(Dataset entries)
##############################
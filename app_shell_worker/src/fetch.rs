use async_trait::async_trait;
use bytes::Bytes;
use url::Url;

use crate::Result;

#[derive(Debug, Clone, Copy, PartialEq, Eq, Default)]
pub enum RequestMode {
    Navigate,
    SameOrigin,
    NoCors,
    #[default]
    Cors,
}

#[derive(Debug, Clone, PartialEq, Eq)]
pub struct Request {
    pub url: Url,
    pub method: String,
    pub mode: RequestMode,
}

impl Request {
    pub fn get(url: Url) -> Self {
        Request {
            url,
            method: "GET".to_string(),
            mode: RequestMode::default(),
        }
    }

    pub fn navigate(url: Url) -> Self {
        Request {
            mode: RequestMode::Navigate,
            ..Request::get(url)
        }
    }

    /// Caches are keyed by url, without the fragment.
    pub fn cache_key(&self) -> String {
        let mut url = self.url.clone();
        url.set_fragment(None);
        url.to_string()
    }
}

#[derive(Debug, Clone, PartialEq, Eq)]
pub struct Response {
    pub status: u16,
    pub headers: Vec<(String, String)>,
    pub body: Bytes,
}

impl Response {
    pub fn new(status: u16, body: impl Into<Bytes>) -> Self {
        Response {
            status,
            headers: vec![],
            body: body.into(),
        }
    }

    pub fn with_header(mut self, name: &str, value: &str) -> Self {
        self.headers.push((name.to_string(), value.to_string()));
        self
    }

    pub fn header(&self, name: &str) -> Option<&str> {
        self.headers
            .iter()
            .find(|(key, _)| key.eq_ignore_ascii_case(name))
            .map(|(_, value)| value.as_str())
    }

    pub fn ok(&self) -> bool {
        (200..300).contains(&self.status)
    }

    /// Runtime caches only keep complete responses. Opaque cross-origin
    /// responses (status 0) can't be rebuilt from their parts, so they are
    /// never stored.
    pub fn is_cacheable(&self) -> bool {
        self.status == 200
    }
}

#[async_trait(?Send)]
pub trait Network {
    async fn fetch(&self, request: &Request) -> Result<Response>;
}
##############################
- [WHAT TO WORK ON] All that is needed is how many lines of the data contain "responses", stated as a number.

- [RESPONSE] 2